UDMA Ultra66 and Ultra100: You'll need special short cables for the hardware to support Ultra66 and/or Ultra100, so large "server" cases are out of the question. However, kernel support is still experimental and not enabled on "White" hosts as yet since the code hasn't stabilized in the kernel. Expect that any near future support of this will be limited to specific IDE chipsets embedded on specific motherboards that CF has tested, but don't expect this to happen until after we roll out a new kernel release. Realize that Ultra66 and Ultra100 performance gains really occur only between the drive cache and the main system memory bus; the drive heads can't read much more than 30 MB/sec, even with the disc platters running at a high rotation speed. CF cannot recommend a motherboard and/or IDE chipset just yet, as we haven't performed the tests.

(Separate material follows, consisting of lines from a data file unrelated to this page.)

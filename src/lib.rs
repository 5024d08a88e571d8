//! # ReqMapper Core
//!
//! Request correlation, dedup and webhook relay for the ReqMapper traffic
//! mapper. A browser-side provider reports each request's lifecycle; this
//! crate assembles those events into complete exchanges, drops the ones the
//! operator did not ask for, and forwards each unique exchange once as a
//! Postman collection item.
//!
//! ## Features
//!
//! - Correlation of lifecycle events by request id, with stale eviction
//! - Domain, method and path scoping
//! - Self-traffic guard against feedback loops
//! - Write-through dedup ledger (memory + SQLite)
//! - Fire-and-forget webhook delivery
//!
//! ## Architecture
//!
//! ```text
//! ┌─────────────────────────────────────────────────────────┐
//! │             Browser provider (lifecycle events)          │
//! ├─────────────────────────────────────────────────────────┤
//! │           reqmapper_relay (NDJSON on stdin)              │
//! ├─────────────────────────────────────────────────────────┤
//! │                   ReqMapper Core (Rust)                  │
//! │  ┌────────────┐  ┌─────────┐  ┌────────┐  ┌─────────┐   │
//! │  │ Correlator │──│ Guard + │──│ Ledger │──│ Postman │──▶ webhook
//! │  │            │  │  Scope  │  │(SQLite)│  │ + Relay │   │
//! │  └────────────┘  └─────────┘  └────────┘  └─────────┘   │
//! └─────────────────────────────────────────────────────────┘
//! ```

pub mod api;
pub mod capture;
pub mod export;
pub mod models;
pub mod relay;
pub mod storage;

/// Library version
pub const VERSION: &str = env!("CARGO_PKG_VERSION");
//! Data models for the ReqMapper relay
//!
//! Provider wire events, the correlator's request records and the settings
//! snapshot.

pub mod events;
pub mod request;
pub mod settings;

pub use events::*;
pub use request::*;
pub use settings::*;
//! Request capture
//!
//! Correlates lifecycle events into complete request records, filters them
//! by scope and self-traffic rules, and hands unique ones to the relay.

pub mod correlator;
pub mod guard;
pub mod pipeline;
pub mod scope;
mod signature;

pub use correlator::{Correlator, DEFAULT_MAX_REQUEST_AGE};
pub use pipeline::{
    spawn_maintenance, Admission, CompletionOutcome, MaintenanceReport, Pipeline, PipelineStats,
    PipelineTimings, DEFAULT_MAINTENANCE_INTERVAL,
};
pub use signature::{body_hash, RequestSignature};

RedHat provides a hardware compatibility list for RedHat 6.2, which may be of some use. However, CF staff want to make certain that readers understand that if they wish to buy from their preferred vendor that they absolutely purchase hardware we know will work. Your vendor's claims that his/her hardware is "supported by Linux, we promise!" notwithstanding, if you buy something else we can't promise any level of functionality. What do they mean by supported? Do they mean with a proprietary kernel loadable module provided by the vendor? Do they mean on their specific Linux release? Can they assure us it will work within our "White" desktop standard? Our hardware compatability list will absolutely work with our new "White" CF supported Linux release, mostly because it's the most common hardware on the market and we've had a chance to vet the hardware personally. You may purchase a system like this from Parasoft Computing (PSSC Labs) as well as PC's for Everyone Please make certain that the PC's For Everyone staff understands exactly what you want. They lost a 20 machine order from CF because their sales clerk wouldn't quote me a machine with ECC RAM, even after I suggested a different motherboard.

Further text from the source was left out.